I've seen it a hundred times, riding by, but today I actually thought a little about it. It's an old flatbed, probably an old logging truck. Three sets of tires are missing. The remaining tires are bald. The interior is completely stripped out and lots of parts under the hood, including structural components are missing. I could imagine people taking souvenirs over the years, but it seems unlikely that random people could make off with everything that's missing from that truck. I've seen old wrecks dumped in the woods before, but usually at low elevations and close to a road. This thing is way up in the middle of nowhere. Maybe it was barely running, so they parked it up there, cannibalized it for parts for the rest of the fleet and then just abandoned it. Who knows? Fun to think about though.

Not a minute after leaving the truck, I saw a relatively large black bear. First I heard it, then caught sight of it fleeing off to my left. As I rode by, it paused, looked back then took off again. Like: "Run!!! Hmm, I appear to be running. Why am I running? Oh yeah, that thing! Aaaah! Run!!!"

A little further down I saw a pair of turkeys too.

So I marked Bear Hare, Bull and the 83 bypass and then ran into another thing that you can't walk 30 feet in the Bull Mountain area without finding. Some sort of cherries, I guess?

 Some Sort of Cherries

The fruit is pitted, and the edge of the leaf is toothless. Pin, Black and Choke Cherry leaves have teeth. These are more like laurel leaves, so they could be the dreaded, toxic, Laurel Cherry, but I think those are dark purple, and these stay red. I've tasted them before and they taste like cherries, and sweet or tart, red berries are generally safe to eat, but I'm reticent to eat them outright until somebody can tell me what they are.

Right about then, Eddie called me and sent me up to mark Turner Creek. On the way up I was caught by David Hall, who was out recon'ing the course. I recognized his name, he's signed up for the TNGA. Nice guy, we chatted a bit. He took off up Winding Stair and I hung a right onto Turner.

I've always seen a little side-trail off of Turner Creek, so today I dropped my bike and hiked it. It turned out to be clear though, I could have ridden it. It appears to just have been the former route of Turner Creek, as it just breaks off of and rejoins the main trail. It's possible horsemen still use it to avoid encounters with fast-moving bikes. I've heard there's an old homestead up in there somewhere, and hoped the trail would pass by it, but no luck there.

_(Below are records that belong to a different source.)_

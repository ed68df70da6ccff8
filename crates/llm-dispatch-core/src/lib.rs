//! llm-dispatch core library
//!
//! Runs command-line LLM backends under a deadline and post-processes
//! what they print.

pub mod config;
pub mod dispatch;
pub mod domain;
pub mod obs;
pub mod response;
pub mod telemetry;

pub use config::{ConfigError, LlmRegistry, TimeoutLimits};

pub use dispatch::{
    ContextProvider, Dispatcher, InvocationOutcome, MapContextProvider, ProbeOutcome,
    ProcessInvocation, ProcessRunner, TokioProcessRunner,
};

pub use domain::{
    DispatchError, DispatchOptions, DispatchRequest, DispatchResult, LlmDefinition,
    RecoveryConfig, ResponseFormat, Result,
};

pub use response::{
    extract_json, parse_qa_response, validate_against_schema, validate_against_schema_file,
    validate_qa_schema, QaResponse, SchemaCache, ValidationResult, Verdict,
};

/// Crate version.
pub const VERSION: &str = env!("CARGO_PKG_VERSION");
//! Dispatch error taxonomy.
//!
//! Validation errors are raised before any process is spawned.
//! Infrastructure errors mean the process could not run to completion.
//! A process that exits with a non-zero code is not an error; it is
//! reported as a `DispatchResult`.

/// Errors produced by dispatch.
#[derive(Debug, thiserror::Error)]
pub enum DispatchError {
    #[error("unknown LLM: {0}")]
    UnknownLlm(String),

    #[error("LLM {0} is disabled")]
    LlmDisabled(String),

    #[error("prompt must not be empty")]
    EmptyPrompt,

    #[error("LLM {llm_id} has no argument containing {{{{PROMPT}}}} and stdin mode is off")]
    MissingPlaceholder { llm_id: String },

    #[error("timeout {requested}s is outside the allowed range {min}..={max} seconds")]
    TimeoutOutOfRange { requested: u64, min: u64, max: u64 },

    #[error("context resolution failed: {0}")]
    Context(String),

    #[error("command timed out after {0} seconds")]
    TimedOut(u64),

    #[error("infrastructure failure: {0}")]
    Infrastructure(String),
}

impl DispatchError {
    /// Bad request; no process was spawned.
    pub fn is_validation(&self) -> bool {
        !self.is_infrastructure()
    }

    /// The process could not start or did not finish before its deadline.
    pub fn is_infrastructure(&self) -> bool {
        matches!(self, Self::TimedOut(_) | Self::Infrastructure(_))
    }
}

/// Result type for dispatch operations.
pub type Result<T> = std::result::Result<T, DispatchError>;

#[cfg(test)]
mod tests {
    use super::*;

    #[test]
    fn test_timeout_message() {
        let err = DispatchError::TimedOut(30);
        assert_eq!(err.to_string(), "command timed out after 30 seconds");
        assert!(err.is_infrastructure());
    }

    #[test]
    fn test_infrastructure_message() {
        let err = DispatchError::Infrastructure("No such file or directory".to_string());
        assert!(err.to_string().starts_with("infrastructure failure: "));
        assert!(!err.is_validation());
    }

    #[test]
    fn test_missing_placeholder_message() {
        let err = DispatchError::MissingPlaceholder {
            llm_id: "claude".to_string(),
        };
        let msg = err.to_string();
        assert!(msg.contains("{{PROMPT}}"), "got: {msg}");
        assert!(msg.contains("claude"));
        assert!(err.is_validation());
    }

    #[test]
    fn test_validation_errors() {
        assert!(DispatchError::EmptyPrompt.is_validation());
        assert!(DispatchError::UnknownLlm("x".into()).is_validation());
        assert!(DispatchError::LlmDisabled("x".into()).is_validation());
        assert!(DispatchError::TimeoutOutOfRange {
            requested: 0,
            min: 1,
            max: 3600
        }
        .is_validation());
    }
}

Dave had been on Turner Creek earlier in the day and warned me about a huge, downed tree. He wasn't kidding. It took me almost an hour to create a rideable path, turning this...


...into this.


That's what an hours work looks like.

I actually ran into Ed heading back toward my truck. He gave me water and sent me up the Moss Branch connector and Jones Creek Ridge to mark those trails. I marked them, and checked out a new trail, just recently opened to bikes that leads from 83 down to the lot.

I was now, officially tired, wet, covered in grainy silt, and very ready to be clean. I drove back to Wahsega, walked down to Ward Creek, took off all of my clothes, except for my shoes and bathed in the creek. I was pretty well concealed, and there weren't any cars at Wahsega, but still, after a while that "Woohoo! I feel so liberated" feeling turned into that "Ok, this is awkward" feeling and I got dressed.

I met Ed again and we drove around Montgomery Creek and Winding Stair, marking those roads. I think there's just a little bit of singletrack left to mark behind the camp. Hopefully Ed'll get to that tomorrow.

I'm not sure how I feel though. Allergies have been killing me, the allergy meds don't seem to be doing anything except making me more tired. The muscles on the right side that I use to hold my head up while riding are overworked from ORAMM and bother me pretty constantly. The meds for that also make me tired. With all that going for me, I'm actually thinking about bailing on the race. We'll see though. Maybe some good sleep is all I need.

1 comment:

  1. eat some local raw honey at the begining of allergy season to cut down on your symptoms. Must be local and raw though.